タイムマシーン作りも子作りも一歩も前に進んでいない。
なんだっけ、ネットのジョークで「セックスしないと出られない部屋」に魔王と勇者とかセックスできない関係の人を閉じ込めると永遠に出られない封印になるとか真面目に考える話があったっけ。
もしかして、僕はココに封印されてしまうのか?
ヤバイ、なんだか心が病んできた気がしてきた…
地下室にこもって進展がないまま時間ばかりが過ぎていく、入手困難な燃料やエンジンオイルに自動車の部品なんか少し集まった、幸いにしてエンジン関係の部品の規格は前の世界と同じだった。

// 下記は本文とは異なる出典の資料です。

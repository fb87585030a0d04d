// lib/src/prescription/layout.rs
//
// Places the prescription on A4 pages. Coordinates are millimetres from the
// top-left corner; text `y` is the baseline. Nothing here touches PDF
// objects, so page breaking can be checked without rendering.

use chrono::NaiveDate;
use models::medical::{Doctor, Medicine, PrescriptionPatient};

use crate::config::ExportSettings;

pub const PAGE_WIDTH: f32 = 210.0;
pub const PAGE_HEIGHT: f32 = 297.0;

const CONTENT_TOP: f32 = 20.0;
const FOOTER_HEIGHT: f32 = 20.0;
const CONTENT_BOTTOM: f32 = PAGE_HEIGHT - FOOTER_HEIGHT - 5.0;
const SIGNATURE_Y: f32 = PAGE_HEIGHT - 50.0;
const LINE_HEIGHT: f32 = 5.0;
const WRAP_WIDTH: f32 = PAGE_WIDTH - 40.0;
const MEDICATIONS_Y: f32 = 165.0;
const TABLE_X: f32 = 15.0;
const TABLE_WIDTH: f32 = PAGE_WIDTH - 30.0;
const TABLE_HEAD_HEIGHT: f32 = 8.0;
const TABLE_ROW_HEIGHT: f32 = 7.0;

const PT_TO_MM: f32 = 25.4 / 72.0;
/// Mean Helvetica glyph width as a fraction of the font size.
const AVG_GLYPH_WIDTH: f32 = 0.5;

#[derive(Debug, Clone, Copy, PartialEq, Eq)]
pub struct Rgb(pub u8, pub u8, pub u8);

pub const DARK: Rgb = Rgb(44, 62, 80);
pub const LIGHT: Rgb = Rgb(244, 247, 250);
pub const WHITE: Rgb = Rgb(255, 255, 255);
pub const BLACK: Rgb = Rgb(0, 0, 0);
pub const GREY: Rgb = Rgb(100, 100, 100);

#[derive(Debug, Clone, Copy, PartialEq, Eq)]
pub enum Align {
    Left,
    Center,
    Right,
}

#[derive(Debug, Clone, PartialEq)]
pub enum DrawOp {
    Rect { x: f32, y: f32, w: f32, h: f32, fill: Option<Rgb>, stroke: Option<Rgb> },
    Text { x: f32, y: f32, size: f32, color: Rgb, align: Align, bold: bool, text: String },
    Line { x1: f32, y1: f32, x2: f32, y2: f32, color: Rgb },
}

#[derive(Debug, Clone, Default, PartialEq)]
pub struct Page {
    pub ops: Vec<DrawOp>,
}

impl Page {
    pub fn texts(&self) -> impl Iterator<Item = &str> {
        self.ops.iter().filter_map(|op| match op {
            DrawOp::Text { text, .. } => Some(text.as_str()),
            _ => None,
        })
    }
}

#[derive(Debug, Clone, PartialEq)]
pub struct Layout {
    pub pages: Vec<Page>,
}

/// Everything printed on the prescription.
pub struct PrescriptionSheet<'a> {
    pub settings: &'a ExportSettings,
    pub doctor: &'a Doctor,
    pub patient: &'a PrescriptionPatient,
    pub diagnosis: &'a str,
    pub medicines: &'a [Medicine],
    pub instructions: &'a str,
    pub next_visit: Option<NaiveDate>,
    pub notes: Option<&'a str>,
    pub issued: NaiveDate,
}

pub fn text_width(text: &str, size: f32) -> f32 {
    text.chars().count() as f32 * size * AVG_GLYPH_WIDTH * PT_TO_MM
}

/// Greedy word wrap. Words wider than a line are split.
pub fn wrap_text(text: &str, max_width: f32, size: f32) -> Vec<String> {
    let max_chars = ((max_width / (size * AVG_GLYPH_WIDTH * PT_TO_MM)).floor() as usize).max(1);
    let mut lines = Vec::new();
    for paragraph in text.lines() {
        let mut line = String::new();
        for word in paragraph.split_whitespace() {
            let mut word: Vec<char> = word.chars().collect();
            while word.len() > max_chars {
                if !line.is_empty() {
                    lines.push(std::mem::take(&mut line));
                }
                lines.push(word.drain(..max_chars).collect());
            }
            let word: String = word.into_iter().collect();
            if word.is_empty() {
                continue;
            }
            let needed = if line.is_empty() { word.chars().count() } else { line.chars().count() + 1 + word.chars().count() };
            if needed > max_chars {
                lines.push(std::mem::take(&mut line));
            }
            if !line.is_empty() {
                line.push(' ');
            }
            line.push_str(&word);
        }
        if !line.is_empty() {
            lines.push(line);
        }
    }
    lines
}

struct Cursor {
    done: Vec<Page>,
    current: Page,
    y: f32,
}

impl Cursor {
    fn push(&mut self, op: DrawOp) {
        self.current.ops.push(op);
    }

    fn text(&mut self, x: f32, y: f32, size: f32, color: Rgb, text: impl Into<String>) {
        self.push(DrawOp::Text { x, y, size, color, align: Align::Left, bold: false, text: text.into() });
    }

    fn styled(&mut self, x: f32, y: f32, size: f32, color: Rgb, align: Align, bold: bool, text: impl Into<String>) {
        self.push(DrawOp::Text { x, y, size, color, align, bold, text: text.into() });
    }

    fn new_page(&mut self) {
        self.done.push(std::mem::take(&mut self.current));
        self.y = CONTENT_TOP;
    }

    /// Starts a new page unless `height` more millimetres fit on this one.
    fn ensure(&mut self, height: f32) -> bool {
        if self.y + height > CONTENT_BOTTOM {
            self.new_page();
            true
        } else {
            false
        }
    }

    /// A shaded box with a bold label and wrapped body lines. The box is
    /// split across pages when the body does not fit.
    fn boxed(&mut self, label: &str, lines: &[String], min_height: f32) {
        self.ensure(min_height.max(18.0 + LINE_HEIGHT));
        let mut top = self.y;
        let mut rect_at = self.current.ops.len();
        let mut first_segment = true;
        self.styled(15.0, top + 10.0, 11.0, DARK, Align::Left, true, label);
        let mut line_y = top + 18.0;
        for line in lines {
            if line_y > CONTENT_BOTTOM - 2.0 {
                let segment = shade(top, line_y - top - 2.0);
                self.current.ops.insert(rect_at, segment);
                self.new_page();
                top = self.y;
                rect_at = self.current.ops.len();
                line_y = top + 8.0;
                first_segment = false;
            }
            self.text(20.0, line_y, 11.0, BLACK, line.clone());
            line_y += LINE_HEIGHT;
        }
        let mut height = line_y - top;
        if first_segment {
            height = height.max(min_height);
        }
        self.current.ops.insert(rect_at, shade(top, height));
        self.y = top + height;
    }

    fn table_head(&mut self) {
        let y = self.y;
        self.push(DrawOp::Rect { x: TABLE_X, y, w: TABLE_WIDTH, h: TABLE_HEAD_HEIGHT, fill: Some(DARK), stroke: None });
        self.styled(TABLE_X + 3.0, y + 5.5, 11.0, WHITE, Align::Left, true, "Medication - Dosage - Duration");
        self.y += TABLE_HEAD_HEIGHT;
    }

    fn finish(mut self) -> Vec<Page> {
        self.done.push(self.current);
        self.done
    }
}

fn shade(y: f32, h: f32) -> DrawOp {
    DrawOp::Rect { x: 10.0, y, w: PAGE_WIDTH - 20.0, h, fill: Some(LIGHT), stroke: None }
}

pub fn layout_prescription(sheet: &PrescriptionSheet<'_>) -> Layout {
    let mut c = Cursor { done: Vec::new(), current: Page::default(), y: 0.0 };
    let settings = sheet.settings;
    let mid = PAGE_WIDTH / 2.0;

    // Header band
    c.push(DrawOp::Rect { x: 0.0, y: 0.0, w: PAGE_WIDTH, h: 40.0, fill: Some(DARK), stroke: None });
    c.styled(mid, 20.0, 24.0, WHITE, Align::Center, true, settings.clinic_name.as_str());
    c.styled(mid, 30.0, 12.0, WHITE, Align::Center, false, settings.clinic_tagline.as_str());

    // Doctor
    c.push(DrawOp::Rect { x: 10.0, y: 45.0, w: PAGE_WIDTH - 20.0, h: 25.0, fill: Some(LIGHT), stroke: Some(DARK) });
    c.styled(15.0, 55.0, 12.0, DARK, Align::Left, true, sheet.doctor.name.as_str());
    c.text(15.0, 62.0, 10.0, DARK, sheet.doctor.specialization.as_str());
    c.text(PAGE_WIDTH - 60.0, 55.0, 10.0, DARK, format!("Phone: {}", sheet.doctor.phone));
    c.text(PAGE_WIDTH - 60.0, 62.0, 10.0, DARK, format!("Email: {}", sheet.doctor.email));

    c.styled(mid, 85.0, 14.0, DARK, Align::Center, true, "PRESCRIPTION");
    c.styled(PAGE_WIDTH - 25.0, 85.0, 10.0, GREY, Align::Right, false, format!("Date: {}", sheet.issued.format("%d/%m/%Y")));

    // Patient
    c.push(DrawOp::Rect { x: 10.0, y: 95.0, w: PAGE_WIDTH - 20.0, h: 30.0, fill: Some(LIGHT), stroke: None });
    c.styled(15.0, 105.0, 11.0, DARK, Align::Left, true, "Patient Information:");
    c.text(20.0, 113.0, 11.0, BLACK, format!("Name: {}", sheet.patient.name));
    let age = sheet.patient.age.map(|a| a.to_string()).unwrap_or_else(|| "-".to_string());
    let gender = sheet.patient.gender.as_deref().unwrap_or("-");
    c.text(20.0, 120.0, 11.0, BLACK, format!("Age: {} years    Gender: {}", age, gender));

    // Diagnosis
    c.styled(15.0, 140.0, 11.0, DARK, Align::Left, true, "Diagnosis:");
    c.y = 148.0;
    for line in wrap_text(sheet.diagnosis, WRAP_WIDTH, 11.0) {
        c.ensure(LINE_HEIGHT);
        c.text(20.0, c.y, 11.0, BLACK, line);
        c.y += LINE_HEIGHT;
    }

    // Medication table
    c.y = (c.y + 7.0).max(MEDICATIONS_Y);
    c.ensure(5.0 + TABLE_HEAD_HEIGHT + TABLE_ROW_HEIGHT);
    c.styled(15.0, c.y, 11.0, DARK, Align::Left, true, "Medications:");
    c.y += 5.0;
    c.table_head();
    for (i, medicine) in sheet.medicines.iter().enumerate() {
        let row = format!("{} - {} - {}", medicine.name, medicine.dosage, medicine.duration);
        let lines = wrap_text(&row, TABLE_WIDTH - 6.0, 10.0);
        let height = (lines.len() as f32 * LINE_HEIGHT + 2.0).max(TABLE_ROW_HEIGHT);
        if c.ensure(height) {
            c.table_head();
        }
        if i % 2 == 1 {
            c.push(DrawOp::Rect { x: TABLE_X, y: c.y, w: TABLE_WIDTH, h: height, fill: Some(LIGHT), stroke: None });
        }
        let mut baseline = c.y + 5.0;
        for line in lines {
            c.text(TABLE_X + 3.0, baseline, 10.0, BLACK, line);
            baseline += LINE_HEIGHT;
        }
        c.y += height;
    }

    // Instructions, next visit, notes
    c.y += 10.0;
    c.boxed("Instructions:", &wrap_text(sheet.instructions, WRAP_WIDTH, 11.0), 35.0);
    if let Some(next) = sheet.next_visit {
        c.ensure(10.0);
        let baseline = c.y + 6.0;
        c.styled(15.0, baseline, 11.0, DARK, Align::Left, true, "Next Visit:");
        c.text(50.0, baseline, 11.0, BLACK, next.format("%d/%m/%Y").to_string());
        c.y = baseline + 4.0;
    }
    if let Some(notes) = sheet.notes.filter(|n| !n.trim().is_empty()) {
        c.y += 4.0;
        c.boxed("Doctor's Notes:", &wrap_text(notes, WRAP_WIDTH, 11.0), 30.0);
    }

    // Signature goes on the last page, below everything else.
    if c.y > SIGNATURE_Y - 5.0 {
        c.new_page();
    }
    c.push(DrawOp::Line { x1: PAGE_WIDTH - 80.0, y1: SIGNATURE_Y, x2: PAGE_WIDTH - 20.0, y2: SIGNATURE_Y, color: DARK });
    c.styled(PAGE_WIDTH - 50.0, SIGNATURE_Y + 5.0, 11.0, DARK, Align::Center, true, sheet.doctor.name.as_str());
    c.styled(PAGE_WIDTH - 50.0, SIGNATURE_Y + 12.0, 10.0, DARK, Align::Center, false, sheet.doctor.specialization.as_str());

    let mut pages = c.finish();
    for page in &mut pages {
        page.ops.push(DrawOp::Rect {
            x: 0.0,
            y: PAGE_HEIGHT - FOOTER_HEIGHT,
            w: PAGE_WIDTH,
            h: FOOTER_HEIGHT,
            fill: Some(DARK),
            stroke: None,
        });
        page.ops.push(DrawOp::Text {
            x: mid,
            y: PAGE_HEIGHT - 12.0,
            size: 8.0,
            color: WHITE,
            align: Align::Center,
            bold: false,
            text: settings.system_name.clone(),
        });
        page.ops.push(DrawOp::Text {
            x: mid,
            y: PAGE_HEIGHT - 6.0,
            size: 8.0,
            color: WHITE,
            align: Align::Center,
            bold: false,
            text: format!("24/7 Emergency Contact: {}", settings.emergency_contact),
        });
    }
    Layout { pages }
}

#[cfg(test)]
mod tests {
    use super::*;

    fn doctor() -> Doctor {
        Doctor {
            id: "doc1".into(),
            user_id: "u1".into(),
            name: "Dr. Smith".into(),
            specialization: "General Medicine".into(),
            email: "smith@clinic.org".into(),
            phone: "5550001234".into(),
        }
    }

    fn patient() -> PrescriptionPatient {
        PrescriptionPatient { id: "p1".into(), name: "Jane Doe".into(), age: Some(34), gender: Some("Female".into()) }
    }

    fn lay(medicines: &[Medicine], instructions: &str, notes: Option<&str>) -> Layout {
        let settings = ExportSettings::default();
        let (doctor, patient) = (doctor(), patient());
        layout_prescription(&PrescriptionSheet {
            settings: &settings,
            doctor: &doctor,
            patient: &patient,
            diagnosis: "Fever",
            medicines,
            instructions,
            next_visit: NaiveDate::from_ymd_opt(2024, 6, 10),
            notes,
            issued: NaiveDate::from_ymd_opt(2024, 6, 3).unwrap(),
        })
    }

    fn signature_pages(layout: &Layout) -> Vec<usize> {
        layout
            .pages
            .iter()
            .enumerate()
            .filter(|(_, p)| p.ops.iter().any(|op| matches!(op, DrawOp::Line { .. })))
            .map(|(i, _)| i)
            .collect()
    }

    #[test]
    fn short_prescription_fits_one_page() {
        let layout = lay(&[Medicine::new("Paracetamol", "1-0-1", "5 days")], "After meals", None);
        assert_eq!(layout.pages.len(), 1);
        let texts: Vec<_> = layout.pages[0].texts().collect();
        assert!(texts.contains(&"Paracetamol - 1-0-1 - 5 days"));
        assert!(texts.contains(&"Date: 03/06/2024"));
        assert!(texts.contains(&"Age: 34 years    Gender: Female"));
        assert!(texts.contains(&"10/06/2024"));
        assert!(texts.contains(&"Hospital Clinic Management System"));
        assert_eq!(signature_pages(&layout), vec![0]);
    }

    #[test]
    fn long_content_flows_onto_more_pages() {
        let medicines: Vec<_> = (0..40).map(|i| Medicine::new(format!("Medicine {}", i), "1-0-1", "7 days")).collect();
        let instructions = "Take with plenty of water and rest. ".repeat(40);
        let layout = lay(&medicines, &instructions, Some("Review blood pressure at every visit."));
        assert!(layout.pages.len() >= 2);

        for page in &layout.pages {
            assert!(page.texts().any(|t| t.starts_with("24/7 Emergency Contact")));
            for op in &page.ops {
                if let DrawOp::Text { y, text, .. } = op {
                    if !text.starts_with("24/7") && text != "Hospital Clinic Management System" {
                        assert!(*y < PAGE_HEIGHT - FOOTER_HEIGHT, "{} overlaps the footer", text);
                    }
                }
            }
        }
        assert_eq!(signature_pages(&layout), vec![layout.pages.len() - 1]);
        let heads = layout.pages.iter().flat_map(|p| p.texts()).filter(|t| *t == "Medication - Dosage - Duration").count();
        assert!(heads >= 2);
    }

    #[test]
    fn wrapping_respects_width_and_splits_long_words() {
        let lines = wrap_text("alpha beta gamma delta", 20.0, 11.0);
        assert!(lines.len() > 1);
        for line in &lines {
            assert!(text_width(line, 11.0) <= 20.0 + f32::EPSILON);
        }
        let lines = wrap_text(&"x".repeat(100), 20.0, 11.0);
        assert!(lines.len() > 1);
        assert_eq!(lines.concat().len(), 100);
        assert!(wrap_text("   ", 50.0, 11.0).is_empty());
    }
}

というより、あの二人が前の世界の規格表をもちこんでそのまま作らせたからなんだろうけど。
このままだと自動車一台作れてもタイムマシーンにはならない。
タイムマシーンを探してほしいと頼まれてもどこをどうやって探したらいいのか見当がつかないと言われてしまい進展がない、タイムマシーンの存在を知っている人は誰も見つからなかった。
僕はふと思いついた。
「桃、絵里奈、葵、ちょっと教えて欲しいことがある」
三人が集まってきた「なに、なんですか、どうしたの」
「久保田と北城の両大公は雷と共に霊獣に乗って現れたそうだけど、その霊獣雲丹母俱はその後どうなったんだ?」
物知りな絵里奈は「天正の時代に神社が建てられて雲丹母俱神宮の御神体になって祭られたはずです」と言った。
桃は「戦後にGHQが草木一本残さず破壊して今は立ち入り禁止の更地のはずよ」と言った。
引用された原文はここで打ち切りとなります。